Deep Brain Stimulation (DBS)
Deep Brain Stimulation, also known as DBS, is a surgical treatment to dystonia in which electrodes are strategically implanted into the patient’s brain, connected by a wire to a regulating device placed under the skin in their chest. The regulating device sends electrical impulses into brain tissue, altering how it behaves to certain chemicals and stimuli. In a majority of cases, DBS reduces dystonic symptoms in a way that greatly impacts quality of life.
Initially used as a technique to locate areas of the brain for surgical lesion, DBS evolved into its own category of treatment in the late 1960s and early 70s, with present day techniques first utilized successfully in 1991. It has risen in popularity in the last 25+ years with its strong track record of helping patients and in parallel to swift advancements in surgical safety and general reliability.
Exact electrode location and impulse tuning patient-specific. A pre-surgery MRI helps to inform doctors on where to place leads. A patient’s conscious responses and reactions during surgery are also monitored to confirm correct placement and successful symptom reduction in real-time.
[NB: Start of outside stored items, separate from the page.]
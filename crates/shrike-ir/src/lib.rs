//! # Shrike IR
//!
//! The SSA-form intermediate representation of the Shrike compiler: a type
//! lattice over runtime tag sets, arena-owned modules of functions, basic
//! blocks and instructions, a builder for constructing IR, and a reverse
//! def-use index for analyses.
//!
//! ## Modules
//!
//! - **[`types`]** - The tag-set type lattice
//! - **[`instruction`]** - Instruction kinds and their static metadata
//! - **[`module`]** - Modules, functions, blocks and value arenas
//! - **[`builder`]** - IR construction
//! - **[`uses`]** - Reverse def-use index

pub mod builder;
pub mod instruction;
pub mod module;
pub mod types;
pub mod uses;

pub use builder::ModuleBuilder;
pub use instruction::{BinaryOp, InstKind, UnaryOp};
pub use module::{
    BasicBlock, BlockId, FuncId, Function, InstId, IrError, LitId, Literal, Module, ParamId,
    Terminator, ValueId, VarId,
};
pub use types::Type;
pub use uses::{Use, UseMap};
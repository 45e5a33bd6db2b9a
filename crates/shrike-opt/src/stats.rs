//! Optimizer pass statistics.

use serde::{Deserialize, Serialize};

/// Counters reported by the type-inference pass.
#[derive(Debug, Clone, Default, Serialize, Deserialize)]
pub struct TypeInferenceStats {
    /// Instructions whose annotation ended the pass different from its
    /// pre-pass value.
    pub num_type_inferred: usize,
    /// Property loads whose value was resolved from a single qualifying
    /// store.
    pub unique_property_value: usize,
    /// The largest number of local fixpoint sweeps any one function needed.
    pub max_fixpoint_iterations: usize,
}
It is a generally safe procedure and treatment, even offering some flexibility by way of the pacemaker-like device that can be monitored and manipulated by a handheld controller to adjust impulse level and frequency. This remote control is used to fine-tune the treatment, with the intention of providing maximum comfort for the user.
Both facets of the surgery, like any, come with risks and possible side-effects. As an invasive surgical treatment, DBS is recommended only for patients who have exhausted most other options, including medication, physical therapy, and alternative wellness practices.
DBS and its effects on the brain are still being studied, its technology still being perfected. It is, though, routinely successfully deployed in the treatment of other neurological conditions, too, like Parkinson’s disease, epilepsy, and essential tremor. In recent years, it’s been utilized as an experimental treatment of an expanded list of conditions that includes OCD, tourette syndrome, depression, addiction, and dementia.